impl ControlFlowGraph {
    /// Creates a graph holding only ENTRY, EXIT and the ENTRY -> EXIT edge.
    #[must_use]
    pub fn new() -> Self {
        let mut graph = GraphCollection::new();
        let entry = graph.add_vertex_with(BasicBlock {
            number: ENTRY_BLOCK,
        });
        let exit = graph.add_vertex_with(BasicBlock { number: EXIT_BLOCK });
        graph.push_edge(entry, exit, Selector::CFG, CfgEdgeLabel::unconditional());

        let mut by_number = FxHashMap::default();
        by_number.insert(ENTRY_BLOCK, entry);
        by_number.insert(EXIT_BLOCK, exit);

        ControlFlowGraph {
            graph,
            entry,
            exit,
            by_number,
        }
    }

    /// Adds a basic block with the front end's block number.
    ///
    /// # Errors
    ///
    /// Returns [`crate::Error::MalformedGraph`] if a block with this number exists,
    /// including the reserved ENTRY and EXIT numbers.
    pub fn add_block(&mut self, number: u32) -> Result<NodeId> {
        if let Some(existing) = self.by_number.get(&number) {
            return Err(malformed_error!(
                "Block {} already exists as {}",
                number,
                existing
            ));
        }
        let node = self.graph.add_vertex_with(BasicBlock { number });
        self.by_number.insert(number, node);
        trace!("Added block {} as {}", number, node);
        Ok(node)
    }

    /// Adds a control flow edge of the given kind.
    ///
    /// Adding a second edge between the same blocks merges the kinds into the existing
    /// label, as happens when several switch cases share a target.
    ///
    /// # Errors
    ///
    /// Returns [`crate::Error::UnknownVertex`] if either block does not exist.
    pub fn add_edge(&mut self, source: NodeId, target: NodeId, kind: CfgEdgeKind) -> Result<EdgeId> {
        self.add_labeled_edge(source, target, CfgEdgeLabel::from(kind))
    }

    /// Adds an unconditional control flow edge.
    ///
    /// # Errors
    ///
    /// Returns [`crate::Error::UnknownVertex`] if either block does not exist.
    pub fn add_unconditional_edge(&mut self, source: NodeId, target: NodeId) -> Result<EdgeId> {
        self.add_labeled_edge(source, target, CfgEdgeLabel::unconditional())
    }

    /// Adds a control flow edge carrying `label`, merging into an existing record.
    ///
    /// # Errors
    ///
    /// Returns [`crate::Error::UnknownVertex`] if either block does not exist.
    pub fn add_labeled_edge(
        &mut self,
        source: NodeId,
        target: NodeId,
        label: CfgEdgeLabel,
    ) -> Result<EdgeId> {
        match self.graph.find_edge(source, target) {
            Some(edge) => {
                self.graph.add_selector(edge, Selector::CFG)?;
                self.graph.edge_data_mut(edge)?.merge(&label);
                Ok(edge)
            }
            None => self.graph.add_edge_with(source, target, Selector::CFG, label),
        }
    }

    /// Connects dangling blocks to the synthetic ENTRY and EXIT.
    ///
    /// Every block other than ENTRY without a control flow predecessor gets an edge
    /// from ENTRY. Every block other than EXIT without a control flow successor gets an
    /// edge to EXIT. Returns the number of edges added.
    ///
    /// # Errors
    ///
    /// Propagates edge insertion failures, which indicate a corrupted collection.
    pub fn finalize(&mut self) -> Result<usize> {
        let (orphans, dead_ends) = {
            let view = self.graph.view(Selector::FULL_CFG);
            let orphans: Vec<NodeId> = view
                .vertices()
                .filter(|&node| node != self.entry && view.in_degree(node) == 0)
                .collect();
            let dead_ends: Vec<NodeId> = view
                .vertices()
                .filter(|&node| node != self.exit && view.out_degree(node) == 0)
                .collect();
            (orphans, dead_ends)
        };

        for &node in &orphans {
            self.add_unconditional_edge(self.entry, node)?;
        }
        for &node in &dead_ends {
            self.add_unconditional_edge(node, self.exit)?;
        }

        let added = orphans.len() + dead_ends.len();
        debug!(
            "Finalized control flow graph: {} entry and {} exit edges added",
            orphans.len(),
            dead_ends.len()
        );
        Ok(added)
    }

    /// Returns the ENTRY vertex.
    #[must_use]
    pub const fn entry(&self) -> NodeId {
        self.entry
    }

    /// Returns the EXIT vertex.
    #[must_use]
    pub const fn exit(&self) -> NodeId {
        self.exit
    }

    /// Returns the number of blocks, ENTRY and EXIT included.
    #[must_use]
    pub fn block_count(&self) -> usize {
        self.graph.vertex_count()
    }

    /// Returns the block stored at `node`.
    #[must_use]
    pub fn block(&self, node: NodeId) -> Option<&BasicBlock> {
        self.graph.vertex_data(node)
    }

    /// Returns the vertex of the block with the given number.
    #[must_use]
    pub fn node(&self, number: u32) -> Option<NodeId> {
        self.by_number.get(&number).copied()
    }

    /// Returns the branch label of the edge from `source` to `target`.
    #[must_use]
    pub fn edge_label(&self, source: NodeId, target: NodeId) -> Option<&CfgEdgeLabel> {
        self.graph
            .find_edge(source, target)
            .and_then(|edge| self.graph.edge_data(edge).ok())
    }

    /// Returns the forward control flow view, without feedback edges.
    #[must_use]
    pub fn cfg_view(&self) -> GraphView<'_, BasicBlock, CfgEdgeLabel> {
        self.graph.view(Selector::CFG)
    }

    /// Returns the complete control flow view, feedback edges included.
    ///
    /// This is the view dominance and loop analysis run on.
    #[must_use]
    pub fn full_cfg_view(&self) -> GraphView<'_, BasicBlock, CfgEdgeLabel> {
        self.graph.view(Selector::FULL_CFG)
    }

    /// Returns the view of an arbitrary logical graph.
    #[must_use]
    pub fn view(&self, selector: Selector) -> GraphView<'_, BasicBlock, CfgEdgeLabel> {
        self.graph.view(selector)
    }

    /// Returns the underlying collection.
    #[must_use]
    pub fn graph(&self) -> &GraphCollection<BasicBlock, CfgEdgeLabel> {
        &self.graph
    }

    /// Returns the underlying collection mutably.
    pub fn graph_mut(&mut self) -> &mut GraphCollection<BasicBlock, CfgEdgeLabel> {
        &mut self.graph
    }

    /// Returns the blocks not reachable from ENTRY along control flow edges.
    ///
    /// Dominance analysis rejects a graph with such blocks.
    #[must_use]
    pub fn unreachable_blocks(&self) -> BTreeSet<NodeId> {
        let view = self.full_cfg_view();
        let reached: BTreeSet<NodeId> = dfs(&view, self.entry).collect();
        view.vertices()
            .filter(|node| !reached.contains(node))
            .collect()
    }

    /// Moves the spanning-tree back edges of `forest` from `CFG` to `FEEDBACK_CFG`.
    ///
    /// The moved edges include every loop back edge. Removing them leaves the `CFG` view
    /// acyclic while `FULL_CFG` still sees the complete flow. Returns the number of
    /// edges moved.
    ///
    /// # Errors
    ///
    /// Returns [`crate::Error::MissingEdge`] if `forest` was built from another graph.
    pub fn split_feedback_edges(&mut self, forest: &LoopForest) -> Result<usize> {
        let mut moved = 0;
        for &(source, target) in forest.sp_back_edges() {
            let edge = self.graph.get_edge(source, target)?;
            if !self.graph.selector(edge)?.contains(Selector::CFG) {
                continue;
            }
            self.graph.remove_selector(edge, Selector::CFG)?;
            self.graph.add_selector(edge, Selector::FEEDBACK_CFG)?;
            trace!("Feedback edge {} -> {}", source, target);
            moved += 1;
        }
        debug!("Split {} feedback edges", moved);
        Ok(moved)
    }

    /// Adds control dependence edges under [`Selector::CDG`].
    ///
    /// For every control flow edge `(a, b)` the post-dominator tree is walked from `b` up
    /// to, but excluding, the immediate post-dominator of `a`; every vertex `w` on the
    /// way is control dependent on `a` and gets an edge `a -> w`. Returns the number of
    /// dependences recorded.
    ///
    /// # Errors
    ///
    /// Returns [`crate::Error::InvariantViolation`] if `post_dominators` is a dominator
    /// tree.
    pub fn compute_control_dependences(&mut self, post_dominators: &DominatorTree) -> Result<usize> {
        if post_dominators.direction() != DominanceDirection::PostDominators {
            return Err(invariant_error!(
                "Control dependences need a post-dominator tree"
            ));
        }

        let mut dependences = Vec::new();
        {
            let view = self.full_cfg_view();
            for edge in view.edges() {
                let stop = post_dominators.immediate_dominator(edge.source);
                let mut current = Some(edge.target);
                while let Some(node) = current {
                    if Some(node) == stop || !post_dominators.contains(node) {
                        break;
                    }
                    dependences.push((edge.source, node));
                    current = post_dominators.immediate_dominator(node);
                }
            }
        }

        for &(controller, dependent) in &dependences {
            self.graph.ensure_edge(controller, dependent, Selector::CDG)?;
            trace!("{} is control dependent on {}", dependent, controller);
        }
        debug!("Recorded {} control dependences", dependences.len());
        Ok(dependences.len())
    }
}
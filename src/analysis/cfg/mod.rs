//! Control Flow Graph (CFG) construction and analysis.
//!
//! This module provides the per-function control flow graph handed over by the front
//! end, and the analyses HLS passes consume: dominance, the loop nesting forest and
//! control dependence.
//!
//! # Architecture
//!
//! The CFG builds upon the generic [`crate::utils::graph::GraphCollection`]. Control flow
//! edges carry the `CFG` selector; analysis results are recorded as further selector
//! bits on the same records, so `cfg.view(Selector::DJ)` or `cfg.view(Selector::CDG)`
//! reads a derived graph without copying anything.
//!
//! # Key Components
//!
//! - [`ControlFlowGraph`] - Blocks, labelled branches and the synthetic ENTRY/EXIT
//! - [`CfgEdgeLabel`] / [`CfgEdgeKind`] - Branch kinds carried by control flow edges
//! - [`LoopForest`] / [`Loop`] - Reducible and irreducible loops nested under the zero
//!   loop
//! - [`FunctionAnalysis`] - Runs every stage for one function
//! - [`analyze_functions`] - Runs many functions in parallel
//!
//! # Examples
//!
//! ```rust
//! use cfgscope::{
//!     analysis::{AnalysisConfig, CfgEdgeKind, ControlFlowGraph, FunctionAnalysis},
//!     Selector,
//! };
//!
//! // entry -> head, head -> {body, exit}, body -> head
//! let mut cfg = ControlFlowGraph::new();
//! let head = cfg.add_block(2)?;
//! let body = cfg.add_block(3)?;
//! cfg.add_unconditional_edge(cfg.entry(), head)?;
//! cfg.add_edge(head, body, CfgEdgeKind::ConditionalTrue)?;
//! cfg.add_edge(head, cfg.exit(), CfgEdgeKind::ConditionalFalse)?;
//! cfg.add_unconditional_edge(body, head)?;
//!
//! let analysis = FunctionAnalysis::run(&mut cfg, &AnalysisConfig::default())?;
//!
//! let lp = analysis.loops().loop_for(body).unwrap();
//! assert_eq!(lp.header(), Some(head));
//! assert_eq!(lp.landing_pads().iter().copied().collect::<Vec<_>>(), vec![cfg.exit()]);
//! assert!(analysis.dominators().dominates(head, body));
//! assert!(cfg.view(Selector::JOIN).edge_count() > 0);
//! # Ok::<(), cfgscope::Error>(())
//! ```
//!
//! # Thread Safety
//!
//! All types here are [`Send`] and [`Sync`]. Analysis results own their data and never
//! borrow the graph, so independent functions can be analysed concurrently.

mod analyzer;
mod edge;
mod graph;
mod loops;

pub use analyzer::{analyze_functions, FunctionAnalysis};
pub use edge::{CfgEdgeKind, CfgEdgeLabel};
pub use graph::{BasicBlock, ControlFlowGraph, ENTRY_BLOCK, EXIT_BLOCK};
pub use loops::{record_join_edges, JoinEdge, JoinKind, Loop, LoopForest, LoopId};
impl<'a> LoopDetector<'a> {
    fn new(dj: &'a DjGraph) -> Self {
        LoopDetector {
            dj,
            drafts: Vec::new(),
            block_to_loop: vec![None; dj.node_bound()],
        }
    }

    fn detect(
        &mut self,
        levels: &[Vec<NodeId>],
        cross: &FxHashSet<(NodeId, NodeId)>,
        back: &FxHashSet<(NodeId, NodeId)>,
        sp_back: &BTreeSet<(NodeId, NodeId)>,
    ) {
        for level in (0..levels.len()).rev() {
            let mut irreducible = false;
            for &header in &levels[level] {
                let mut slot = None;
                let mut visited = FxHashSet::default();
                let in_sources: Vec<NodeId> = self.dj.predecessors(header).collect();
                for source in in_sources {
                    let edge = (source, header);
                    if cross.contains(&edge) && sp_back.contains(&edge) {
                        trace!(
                            "Irreducible loop found: sp-back edge {} -> {}",
                            source,
                            header
                        );
                        irreducible = true;
                    }
                    if back.contains(&edge) {
                        let id = *slot.get_or_insert_with(|| self.open_reducible(header));
                        self.block_to_loop[header.index()] = Some(id);
                        self.claim_reducible(id, source, header, &mut visited);
                        trace!("Reducible loop found: sp-back edge {} -> {}", source, header);
                    }
                }
            }
            if irreducible {
                self.detect_irreducible(levels, level);
            }
        }
    }

    fn open_reducible(&mut self, header: NodeId) -> usize {
        self.drafts.push(LoopDraft {
            header: Some(header),
            blocks: BTreeSet::from([header]),
            parent: None,
            children: BTreeSet::new(),
        });
        self.drafts.len() - 1
    }

    /// Walks DJ in-edges backwards from `start` until `header`, claiming blocks.
    fn claim_reducible(
        &mut self,
        id: usize,
        start: NodeId,
        header: NodeId,
        visited: &mut FxHashSet<NodeId>,
    ) {
        if start == header {
            return;
        }

        let mut stack = vec![self.claim_block(id, start, visited)];
        while let Some(sources) = stack.last_mut() {
            match sources.find(|source| !visited.contains(source)) {
                Some(source) if source == header => {}
                Some(source) => {
                    let frame = self.claim_block(id, source, visited);
                    stack.push(frame);
                }
                None => {
                    stack.pop();
                }
            }
        }
    }

    fn claim_block(
        &mut self,
        id: usize,
        block: NodeId,
        visited: &mut FxHashSet<NodeId>,
    ) -> vec::IntoIter<NodeId> {
        visited.insert(block);
        match self.block_to_loop[block.index()] {
            None => {
                self.drafts[id].blocks.insert(block);
                self.block_to_loop[block.index()] = Some(id);
            }
            Some(other) if other != id => {
                // Owned by an inner loop: nest that loop once, keep the block there
                if self.drafts[other].parent.is_none() {
                    self.drafts[other].parent = Some(id);
                    self.drafts[id].children.insert(other);
                }
            }
            Some(_) => {}
        }
        self.dj
            .predecessors(block)
            .collect::<Vec<_>>()
            .into_iter()
    }

    fn detect_irreducible(&mut self, levels: &[Vec<NodeId>], min_level: usize) {
        let mut candidates: BTreeSet<NodeId> = levels[min_level..]
            .iter()
            .flatten()
            .copied()
            .collect();
        trace!(
            "Detecting irreducible loops from level {} over {} blocks",
            min_level,
            candidates.len()
        );

        for component in components_within(self.dj, &mut candidates) {
            let members: BTreeSet<NodeId> = component.into_iter().collect();
            let mut body = BTreeSet::new();
            let mut nested = BTreeSet::new();
            for &member in &members {
                match self.block_to_loop[member.index()] {
                    Some(owner) => {
                        let draft = &self.drafts[owner];
                        if draft.header == Some(member) && draft.parent.is_none() {
                            nested.insert(owner);
                        }
                    }
                    None => {
                        body.insert(member);
                    }
                }
            }
            if body.is_empty() {
                continue;
            }

            let id = self.drafts.len();
            for &block in &body {
                self.block_to_loop[block.index()] = Some(id);
            }
            for &inner in &nested {
                self.drafts[inner].parent = Some(id);
            }
            trace!("Irreducible loop with blocks {:?}", body);
            self.drafts.push(LoopDraft {
                header: None,
                blocks: body,
                parent: None,
                children: nested,
            });
        }
    }
}
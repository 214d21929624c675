//! Control-flow analysis for high-level synthesis.
//!
//! This module provides the analyses HLS scheduling and binding passes rely on. It
//! builds upon the generic graph infrastructure in [`crate::utils::graph`] and adds the
//! function-level view: blocks, branch labels, loops and control dependence.
//!
//! # Architecture
//!
//! The analysis module is organized into focused sub-modules:
//!
//! - [`cfg`] - Control Flow Graph construction, loop forest and the per-function driver
//!
//! # Usage
//!
//! ```rust
//! use cfgscope::analysis::{AnalysisConfig, CfgEdgeKind, ControlFlowGraph, FunctionAnalysis};
//!
//! let mut cfg = ControlFlowGraph::new();
//! let a = cfg.add_block(2)?;
//! let b = cfg.add_block(3)?;
//! cfg.add_edge(a, b, CfgEdgeKind::ConditionalTrue)?;
//! cfg.add_edge(a, cfg.exit(), CfgEdgeKind::ConditionalFalse)?;
//!
//! // Connect `a` to ENTRY and `b` to EXIT
//! cfg.finalize()?;
//!
//! let analysis = FunctionAnalysis::run(&mut cfg, &AnalysisConfig::default())?;
//! assert!(analysis.dominators().dominates(a, b));
//! assert!(analysis.loops().is_empty());
//! # Ok::<(), cfgscope::Error>(())
//! ```

pub mod cfg;

// Re-export primary types at module level
pub use crate::config::AnalysisConfig;
pub use cfg::{
    analyze_functions, record_join_edges, BasicBlock, CfgEdgeKind, CfgEdgeLabel,
    ControlFlowGraph, FunctionAnalysis, JoinEdge, JoinKind, Loop, LoopForest, LoopId,
    ENTRY_BLOCK, EXIT_BLOCK,
};
//! Node registration exchange.

use serde::{Deserialize, Serialize};

#[derive(Debug, Clone, Default, Serialize, Deserialize)]
#[serde(rename_all = "camelCase")]
pub struct RegisterRequest {
    pub hostname: String,
    pub os: String,
    pub arch: String,
    pub public_ip: String,
    pub xray_version: String,
    #[serde(skip_serializing_if = "Option::is_none")]
    pub capabilities: Option<Capabilities>,
}

/// What the supervised core can do, detected at boot and advertised to
/// the Panel so it only schedules supported inbound kinds here.
#[derive(Debug, Clone, Default, Serialize, Deserialize)]
#[serde(rename_all = "camelCase")]
pub struct Capabilities {
    pub core_type: String,
    pub version: String,
    pub protocols: Protocols,
    pub transports: Vec<String>,
    pub features: Vec<String>,
}

#[derive(Debug, Clone, Default, Serialize, Deserialize)]
pub struct Protocols {
    pub inbound: Vec<String>,
    pub outbound: Vec<String>,
}

/// Register response. Interval fields are seconds; zero means keep the
/// locally configured default.
#[derive(Debug, Clone, Default, Serialize, Deserialize)]
#[serde(rename_all = "camelCase")]
pub struct RegisterResponse {
    #[serde(default)]
    pub node_id: String,
    #[serde(default)]
    pub node_name: String,
    #[serde(default)]
    pub config_poll_interval: u64,
    #[serde(default)]
    pub user_poll_interval: u64,
    #[serde(default)]
    pub traffic_report_interval: u64,
    #[serde(default)]
    pub status_report_interval: u64,
    #[serde(default)]
    pub alive_poll_interval: u64,
}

________________

▶ **Your goal**:
Only lines of the material that contain the word "Protocols" belong in the answer; copy each one.

▶ **Task result**:
    pub protocols: Protocols,
pub struct Protocols {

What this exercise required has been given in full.